━━ THE RECORDS ━━

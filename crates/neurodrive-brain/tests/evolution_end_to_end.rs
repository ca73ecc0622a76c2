//! Full-stack runs: neural controllers evolving inside a world.

use neurodrive_brain::{ManualController, ManualInput, NeuralController};
use neurodrive_core::{Actuation, PhysicsWorld, Pose, Track, Vec3, World, WorldConfig};
use rand::SeedableRng;
use rand::rngs::SmallRng;
use std::sync::{Arc, Mutex};

/// Stub physics pinning every vehicle to one spot partway along the track.
#[derive(Clone)]
struct PinnedPhysics {
    position: Vec3,
    applied: Arc<Mutex<Vec<Actuation>>>,
}

impl PinnedPhysics {
    fn new(position: Vec3) -> Self {
        Self {
            position,
            applied: Arc::new(Mutex::new(Vec::new())),
        }
    }
}

impl PhysicsWorld for PinnedPhysics {
    fn pose(&self, _vehicle: usize) -> Pose {
        Pose::at(self.position)
    }

    fn velocity(&self, _vehicle: usize) -> Vec3 {
        Vec3::default()
    }

    fn cast_ray(&self, _vehicle: usize, _start: Vec3, _end: Vec3) -> Option<f32> {
        Some(0.5)
    }

    fn apply_actuation(&mut self, _vehicle: usize, actuation: Actuation) {
        self.applied.lock().expect("state").push(actuation);
    }

    fn reset_vehicle(&mut self, _vehicle: usize) {}
}

fn track() -> Track {
    Track::from_waypoints(vec![
        Vec3::new(0.0, 0.0, 0.0),
        Vec3::new(40.0, 0.0, 0.0),
        Vec3::new(40.0, 0.0, 40.0),
        Vec3::new(0.0, 0.0, 40.0),
    ])
    .expect("track")
}

fn neural_world(seed: u64, agents: usize) -> (World, PinnedPhysics) {
    let config = WorldConfig {
        population_size: agents,
        rng_seed: Some(seed),
        ..WorldConfig::default()
    };
    let physics = PinnedPhysics::new(Vec3::new(10.0, 0.0, 0.0));
    let mut rng = SmallRng::seed_from_u64(seed);
    let sensor_count = config.sensors.len();
    let settings = config.brain.clone();
    let limits = config.limits;
    let mut world =
        World::new(config, track(), Box::new(physics.clone())).expect("world");
    for _ in 0..agents {
        let controller =
            NeuralController::from_settings(&settings, limits, sensor_count, &mut rng)
                .expect("controller");
        world.spawn_agent(Box::new(controller)).expect("spawn");
    }
    (world, physics)
}

/// Step far enough past the stall timeout to end the generation. The pinned
/// vehicles never pass segment 2, so the stall predicate fires.
fn force_transition(world: &mut World) {
    let events = world.step(25.0);
    assert!(events.generation.is_some(), "expected a generation turnover");
}

#[test]
fn neural_agents_actuate_and_evolve() {
    let (mut world, physics) = neural_world(31, 5);

    let events = world.step(0.016);
    assert_eq!(events.alive, 5);
    {
        let applied = physics.applied.lock().expect("state");
        assert_eq!(applied.len(), 5);
        for actuation in applied.iter() {
            assert!(actuation.steer.abs() <= world.config().limits.steer_max);
        }
    }

    let parameter_count = world
        .agent(0)
        .expect("agent")
        .controller()
        .genome()
        .expect("genes")
        .len();
    force_transition(&mut world);

    assert_eq!(world.generation(), 1);
    let summary = world.history().back().expect("summary");
    assert!((summary.best_fitness - 10.0).abs() < 1e-4);
    for i in 0..world.agent_count() {
        let genes = world.agent(i).expect("agent").controller().genome().expect("genes");
        assert_eq!(genes.len(), parameter_count, "topology drifted for agent {i}");
    }
}

#[test]
fn single_agent_elitism_is_a_fixed_point() {
    let (mut world, _physics) = neural_world(17, 1);
    {
        let config = world.evolution_mut().config_mut();
        config.crossover_rate = 0.0;
        config.mutation_rate = 0.0;
    }
    let before = world.agent(0).expect("agent").controller().genome().expect("genes");

    for _ in 0..3 {
        force_transition(&mut world);
    }

    let after = world.agent(0).expect("agent").controller().genome().expect("genes");
    assert_eq!(after, before, "sole agent must carry over unchanged");
    assert_eq!(world.generation(), 3);
}

#[test]
fn evolved_genes_drive_a_working_network() {
    let (mut world, _physics) = neural_world(13, 4);
    force_transition(&mut world);

    // Post-transition controllers still produce in-range actuation from the
    // evolved weights.
    for i in 0..world.agent_count() {
        let agent = world.agent_mut(i).expect("agent");
        let distances: Vec<f32> = vec![1.0; 3];
        let actuation = agent
            .controller_mut()
            .actuate(0.016, &distances)
            .expect("actuation");
        assert!(actuation.steer.is_finite());
        assert!(actuation.force.is_finite());
    }
}

#[test]
fn manual_agent_coexists_with_evolving_population() {
    let config = WorldConfig {
        population_size: 4,
        rng_seed: Some(23),
        ..WorldConfig::default()
    };
    let sensor_count = config.sensors.len();
    let settings = config.brain.clone();
    let limits = config.limits;
    let physics = PinnedPhysics::new(Vec3::new(10.0, 0.0, 0.0));
    let mut rng = SmallRng::seed_from_u64(23);
    let mut world = World::new(config, track(), Box::new(physics)).expect("world");
    for _ in 0..3 {
        let controller =
            NeuralController::from_settings(&settings, limits, sensor_count, &mut rng)
                .expect("controller");
        world.spawn_agent(Box::new(controller)).expect("spawn");
    }
    let manual_index = world
        .spawn_agent(Box::new(ManualController::new(limits)))
        .expect("spawn");

    let manual = world
        .agent_mut(manual_index)
        .expect("agent")
        .controller_mut()
        .as_any_mut()
        .downcast_mut::<ManualController>()
        .expect("downcast");
    manual.set_input(ManualInput {
        throttle_forward: true,
        ..ManualInput::default()
    });

    force_transition(&mut world);

    // The manual agent was reset (held input cleared), the neural ones kept
    // valid genomes.
    let manual = world
        .agent(manual_index)
        .expect("agent")
        .controller()
        .as_any()
        .downcast_ref::<ManualController>()
        .expect("downcast");
    assert_eq!(manual.input(), ManualInput::default());
    for i in 0..manual_index {
        assert!(world.agent(i).expect("agent").controller().genome().is_some());
    }
}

━━━

[GOAL OF THE EXERCISE] Repeat the listing exactly, from its first line to its last.

[OUTPUT]
filename crates/neurodrive-brain/tests/evolution_end_to_end.rs
repository ca73ecc0622a76c2
//! Full-stack runs: neural controllers evolving inside a world.

use neurodrive_brain::{ManualController, ManualInput, NeuralController};
use neurodrive_core::{Actuation, PhysicsWorld, Pose, Track, Vec3, World, WorldConfig};
use rand::SeedableRng;
use rand::rngs::SmallRng;
use std::sync::{Arc, Mutex};

/// Stub physics pinning every vehicle to one spot partway along the track.
#[derive(Clone)]
struct PinnedPhysics {
    position: Vec3,
    applied: Arc<Mutex<Vec<Actuation>>>,
}

impl PinnedPhysics {
    fn new(position: Vec3) -> Self {
        Self {
            position,
            applied: Arc::new(Mutex::new(Vec::new())),
        }
    }
}

impl PhysicsWorld for PinnedPhysics {
    fn pose(&self, _vehicle: usize) -> Pose {
        Pose::at(self.position)
    }

    fn velocity(&self, _vehicle: usize) -> Vec3 {
        Vec3::default()
    }

    fn cast_ray(&self, _vehicle: usize, _start: Vec3, _end: Vec3) -> Option<f32> {
        Some(0.5)
    }

    fn apply_actuation(&mut self, _vehicle: usize, actuation: Actuation) {
        self.applied.lock().expect("state").push(actuation);
    }

    fn reset_vehicle(&mut self, _vehicle: usize) {}
}

fn track() -> Track {
    Track::from_waypoints(vec![
        Vec3::new(0.0, 0.0, 0.0),
        Vec3::new(40.0, 0.0, 0.0),
        Vec3::new(40.0, 0.0, 40.0),
        Vec3::new(0.0, 0.0, 40.0),
    ])
    .expect("track")
}

fn neural_world(seed: u64, agents: usize) -> (World, PinnedPhysics) {
    let config = WorldConfig {
        population_size: agents,
        rng_seed: Some(seed),
        ..WorldConfig::default()
    };
    let physics = PinnedPhysics::new(Vec3::new(10.0, 0.0, 0.0));
    let mut rng = SmallRng::seed_from_u64(seed);
    let sensor_count = config.sensors.len();
    let settings = config.brain.clone();
    let limits = config.limits;
    let mut world =
        World::new(config, track(), Box::new(physics.clone())).expect("world");
    for _ in 0..agents {
        let controller =
            NeuralController::from_settings(&settings, limits, sensor_count, &mut rng)
                .expect("controller");
        world.spawn_agent(Box::new(controller)).expect("spawn");
    }
    (world, physics)
}

/// Step far enough past the stall timeout to end the generation. The pinned
/// vehicles never pass segment 2, so the stall predicate fires.
fn force_transition(world: &mut World) {
    let events = world.step(25.0);
    assert!(events.generation.is_some(), "expected a generation turnover");
}

#[test]
fn neural_agents_actuate_and_evolve() {
    let (mut world, physics) = neural_world(31, 5);

    let events = world.step(0.016);
    assert_eq!(events.alive, 5);
    {
        let applied = physics.applied.lock().expect("state");
        assert_eq!(applied.len(), 5);
        for actuation in applied.iter() {
            assert!(actuation.steer.abs() <= world.config().limits.steer_max);
        }
    }

    let parameter_count = world
        .agent(0)
        .expect("agent")
        .controller()
        .genome()
        .expect("genes")
        .len();
    force_transition(&mut world);

    assert_eq!(world.generation(), 1);
    let summary = world.history().back().expect("summary");
    assert!((summary.best_fitness - 10.0).abs() < 1e-4);
    for i in 0..world.agent_count() {
        let genes = world.agent(i).expect("agent").controller().genome().expect("genes");
        assert_eq!(genes.len(), parameter_count, "topology drifted for agent {i}");
    }
}

#[test]
fn single_agent_elitism_is_a_fixed_point() {
    let (mut world, _physics) = neural_world(17, 1);
    {
        let config = world.evolution_mut().config_mut();
        config.crossover_rate = 0.0;
        config.mutation_rate = 0.0;
    }
    let before = world.agent(0).expect("agent").controller().genome().expect("genes");

    for _ in 0..3 {
        force_transition(&mut world);
    }

    let after = world.agent(0).expect("agent").controller().genome().expect("genes");
    assert_eq!(after, before, "sole agent must carry over unchanged");
    assert_eq!(world.generation(), 3);
}

#[test]
fn evolved_genes_drive_a_working_network() {
    let (mut world, _physics) = neural_world(13, 4);
    force_transition(&mut world);

    // Post-transition controllers still produce in-range actuation from the
    // evolved weights.
    for i in 0..world.agent_count() {
        let agent = world.agent_mut(i).expect("agent");
        let distances: Vec<f32> = vec![1.0; 3];
        let actuation = agent
            .controller_mut()
            .actuate(0.016, &distances)
            .expect("actuation");
        assert!(actuation.steer.is_finite());
        assert!(actuation.force.is_finite());
    }
}

#[test]
fn manual_agent_coexists_with_evolving_population() {
    let config = WorldConfig {
        population_size: 4,
        rng_seed: Some(23),
        ..WorldConfig::default()
    };
    let sensor_count = config.sensors.len();
    let settings = config.brain.clone();
    let limits = config.limits;
    let physics = PinnedPhysics::new(Vec3::new(10.0, 0.0, 0.0));
    let mut rng = SmallRng::seed_from_u64(23);
    let mut world = World::new(config, track(), Box::new(physics)).expect("world");
    for _ in 0..3 {
        let controller =
            NeuralController::from_settings(&settings, limits, sensor_count, &mut rng)
                .expect("controller");
        world.spawn_agent(Box::new(controller)).expect("spawn");
    }
    let manual_index = world
        .spawn_agent(Box::new(ManualController::new(limits)))
        .expect("spawn");

    let manual = world
        .agent_mut(manual_index)
        .expect("agent")
        .controller_mut()
        .as_any_mut()
        .downcast_mut::<ManualController>()
        .expect("downcast");
    manual.set_input(ManualInput {
        throttle_forward: true,
        ..ManualInput::default()
    });

    force_transition(&mut world);

    // The manual agent was reset (held input cleared), the neural ones kept
    // valid genomes.
    let manual = world
        .agent(manual_index)
        .expect("agent")
        .controller()
        .as_any()
        .downcast_ref::<ManualController>()
        .expect("downcast");
    assert_eq!(manual.input(), ManualInput::default());
    for i in 0..manual_index {
        assert!(world.agent(i).expect("agent").controller().genome().is_some());
    }
}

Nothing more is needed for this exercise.